A novel type of lysine oxidase: l-lysine-ε-oxidase

The melanogenic marine bacterium M. mediterranea synthesizes marinocine, a protein with antibacterial activity. We cloned the gene coding for this protein and named it lodA [P. Lucas–Elío, P. Hernández, A. Sanchez-Amat, F. Solano, Purification and partial characterization of marinocine, a new broad-spectrum antibacterial protein produced by Marinomonas mediterranea. Biochim. Biophys. Acta 1721 (2005) 193–203; P. Lucas-Elío, D. Gómez, F. Solano, A. Sanchez-Amat, The antimicrobial activity of marinocine, synthesized by M. mediterranea, is due to the hydrogen peroxide generated by its lysine oxidase activity. J. Bacteriol. 188 (2006) 2493–2501]. Now, we show that this protein is a new type of lysine oxidase which catalyzes the oxidative deamination of free l-lysine into 6-semialdehyde 2-aminoadipic acid, ammonia and hydrogen peroxide. This new enzyme is compared to other enzymes related to lysine transformation. Two different groups have been used for comparison. Enzymes in the first group lead to 2-aminoadipic acid as a final product. The second one would be enzymes catalyzing the oxidative deamination of lysine releasing H2O2, namely lysine-α-oxidase (LαO) and lysyl oxidase (Lox).

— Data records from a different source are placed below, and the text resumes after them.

//! Depth-first dependency ordering for services.

use std::collections::HashSet;

use crate::discovery::DISCOVERY_SERVICE;
use crate::plugins::DescriptorSet;

#[derive(Debug, Clone, Copy, PartialEq, Eq)]
pub enum UnsatisfiedReason {
    /// The dependency has no descriptor in the set.
    Missing,
    /// The dependency was rejected as part of a cycle.
    Cyclic,
}

#[derive(Debug, Clone, PartialEq, Eq)]
pub struct UnsatisfiedDependency {
    pub dependent: String,
    pub dependency: String,
    pub reason: UnsatisfiedReason,
}

#[derive(Debug, Clone, Default, PartialEq, Eq)]
pub struct Resolution {
    /// Load order: every name appears after its resolvable dependencies.
    pub order: Vec<String>,
    /// Each cycle as a closed path, e.g. `["a", "b", "c", "a"]`.
    pub cycles: Vec<Vec<String>>,
    pub unsatisfied: Vec<UnsatisfiedDependency>,
}

impl Resolution {
    pub fn is_clean(&self) -> bool {
        self.cycles.is_empty() && self.unsatisfied.is_empty()
    }

    /// Names left out of the order because they sit on a cycle.
    pub fn rejected(&self) -> Vec<&str> {
        let mut names: Vec<&str> = Vec::new();
        for cycle in &self.cycles {
            for name in cycle {
                if !names.contains(&name.as_str()) {
                    names.push(name);
                }
            }
        }
        names
    }
}

/// Orders descriptors so dependencies load first.
///
/// Tolerant by construction: cycles and unknown dependencies are logged
/// and reported in the [`Resolution`] instead of failing the whole set.
/// Members of a cycle are excluded from the order; their dependents and
/// the dependents of missing names still load. Output is deterministic
/// for a given descriptor insertion order.
#[derive(Debug, Clone)]
pub struct DependencyResolver {
    bootstrap: Option<String>,
}

impl Default for DependencyResolver {
    fn default() -> Self {
        Self {
            bootstrap: Some(DISCOVERY_SERVICE.to_string()),
        }
    }
}

impl DependencyResolver {
    pub fn new() -> Self {
        Self::default()
    }

    /// The bootstrap name, when present, is visited before every other
    /// name, so it lands first unless it has dependencies of its own.
    pub fn with_bootstrap(mut self, name: impl Into<String>) -> Self {
        self.bootstrap = Some(name.into());
        self
    }

    pub fn without_bootstrap(mut self) -> Self {
        self.bootstrap = None;
        self
    }

    pub fn resolve(&self, descriptors: &DescriptorSet) -> Resolution {
        let mut walk = Walk {
            descriptors,
            done: HashSet::new(),
            rejected: HashSet::new(),
            path: Vec::new(),
            resolution: Resolution::default(),
        };

        if let Some(bootstrap) = self
            .bootstrap
            .as_deref()
            .and_then(|name| descriptors.get(name))
        {
            walk.visit(&bootstrap.name);
        }
        for name in descriptors.names() {
            walk.visit(name);
        }

        walk.resolution
    }
}

struct Walk<'a> {
    descriptors: &'a DescriptorSet,
    done: HashSet<&'a str>,
    rejected: HashSet<&'a str>,
    path: Vec<&'a str>,
    resolution: Resolution,
}

impl<'a> Walk<'a> {
    fn visit(&mut self, name: &'a str) {
        if self.done.contains(name) {
            return;
        }

        if let Some(start) = self.path.iter().position(|n| *n == name) {
            let mut cycle: Vec<String> = self.path[start..].iter().map(|n| n.to_string()).collect();
            cycle.push(name.to_string());
            tracing::warn!(cycle = %cycle.join(" -> "), "Circular dependency detected");
            self.rejected.extend(self.path[start..].iter().copied());
            self.resolution.cycles.push(cycle);
            return;
        }

        let Some(descriptor) = self.descriptors.get(name) else {
            return;
        };

        self.path.push(name);
        for dep in &descriptor.dependencies {
            let dep = dep.as_str();
            if !self.descriptors.contains(dep) {
                tracing::warn!(service = name, dependency = dep, "Dependency not found");
                self.unsatisfied(name, dep, UnsatisfiedReason::Missing);
                continue;
            }
            self.visit(dep);
            if self.rejected.contains(dep) && !self.rejected.contains(name) {
                tracing::warn!(service = name, dependency = dep, "Dependency rejected as cyclic");
                self.unsatisfied(name, dep, UnsatisfiedReason::Cyclic);
            }
        }
        self.path.pop();

        self.done.insert(name);
        if !self.rejected.contains(name) {
            self.resolution.order.push(name.to_string());
        }
    }

    fn unsatisfied(&mut self, dependent: &str, dependency: &str, reason: UnsatisfiedReason) {
        self.resolution.unsatisfied.push(UnsatisfiedDependency {
            dependent: dependent.to_string(),
            dependency: dependency.to_string(),
            reason,
        });
    }
}

#[cfg(test)]
mod tests {
    use super::*;
    use crate::plugins::PluginDescriptor;

    fn set(entries: &[(&str, &[&str])]) -> DescriptorSet {
        entries
            .iter()
            .map(|(name, deps)| PluginDescriptor::new(*name).with_dependencies(deps.iter().copied()))
            .collect()
    }

    fn position(order: &[String], name: &str) -> usize {
        order.iter().position(|n| n == name).unwrap()
    }

    #[test]
    fn test_dependencies_come_first() {
        let descriptors = set(&[
            ("api", &["storage"]),
            ("theme", &["storage"]),
            ("storage", &[]),
            ("jsonImport", &["api", "storage"]),
        ]);

        let resolution = DependencyResolver::new().resolve(&descriptors);
        assert!(resolution.is_clean());
        assert_eq!(resolution.order, vec!["storage", "api", "theme", "jsonImport"]);
    }

    #[test]
    fn test_deterministic_across_runs() {
        let descriptors = set(&[("c", &["a"]), ("b", &[]), ("a", &[]), ("d", &["c", "b"])]);
        let resolver = DependencyResolver::new();
        let first = resolver.resolve(&descriptors);
        for _ in 0..10 {
            assert_eq!(resolver.resolve(&descriptors), first);
        }
        assert_eq!(first.order, vec!["a", "c", "b", "d"]);
    }

    #[test]
    fn test_bootstrap_forced_first() {
        let descriptors = set(&[("theme", &[]), ("api", &[]), ("discovery", &[])]);
        let resolution = DependencyResolver::new().resolve(&descriptors);
        assert_eq!(resolution.order, vec!["discovery", "theme", "api"]);

        let resolution = DependencyResolver::new()
            .without_bootstrap()
            .resolve(&descriptors);
        assert_eq!(resolution.order, vec!["theme", "api", "discovery"]);
    }

    #[test]
    fn test_bootstrap_dependencies_still_precede_it() {
        let descriptors = set(&[("theme", &[]), ("storage", &[]), ("discovery", &["storage"])]);
        let resolution = DependencyResolver::new().resolve(&descriptors);
        assert_eq!(resolution.order, vec!["storage", "discovery", "theme"]);
    }

    #[test]
    fn test_cycle_reported_with_full_path() {
        let descriptors = set(&[("a", &["b"]), ("b", &["c"]), ("c", &["a"]), ("d", &[])]);
        let resolution = DependencyResolver::new().resolve(&descriptors);

        assert_eq!(resolution.cycles, vec![vec!["a", "b", "c", "a"]]);
        assert_eq!(resolution.rejected(), vec!["a", "b", "c"]);
        assert_eq!(resolution.order, vec!["d"]);
    }

    #[test]
    fn test_cycle_does_not_hide_unrelated_or_dependent_names() {
        let descriptors = set(&[
            ("storage", &[]),
            ("x", &["y"]),
            ("y", &["x"]),
            ("api", &["storage", "y"]),
        ]);
        let resolution = DependencyResolver::new().resolve(&descriptors);

        assert_eq!(resolution.order, vec!["storage", "api"]);
        assert_eq!(
            resolution.unsatisfied,
            vec![UnsatisfiedDependency {
                dependent: "api".into(),
                dependency: "y".into(),
                reason: UnsatisfiedReason::Cyclic,
            }]
        );
    }

    #[test]
    fn test_self_dependency_is_a_cycle() {
        let descriptors = set(&[("loop", &["loop"]), ("api", &[])]);
        let resolution = DependencyResolver::new().resolve(&descriptors);
        assert_eq!(resolution.cycles, vec![vec!["loop", "loop"]]);
        assert_eq!(resolution.order, vec!["api"]);
    }

    #[test]
    fn test_missing_dependency_reported_dependent_kept() {
        let descriptors = set(&[("api", &["auth", "storage"]), ("storage", &[])]);
        let resolution = DependencyResolver::new().resolve(&descriptors);

        assert_eq!(resolution.order, vec!["storage", "api"]);
        assert_eq!(resolution.unsatisfied.len(), 1);
        assert_eq!(resolution.unsatisfied[0].dependency, "auth");
        assert_eq!(resolution.unsatisfied[0].reason, UnsatisfiedReason::Missing);
    }

    #[test]
    fn test_empty_set() {
        let resolution = DependencyResolver::new().resolve(&DescriptorSet::new());
        assert!(resolution.order.is_empty());
        assert!(resolution.is_clean());
    }
}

Kinetic properties, substrate specificity and inhibition pattern show clear differences with all above mentioned lysine-related enzymes. Thus, we propose to rename this enzyme lysine-ε-oxidase (lod for the gene) instead of marinocine. Lod shows high stereospecificity for free l-lysine, it is inhibited by substrate analogues, such as cadaverine and 6-aminocaproic acid, and also by β-aminopropionitrile, suggesting the existence of a tyrosine-derived quinone cofactor at its active site.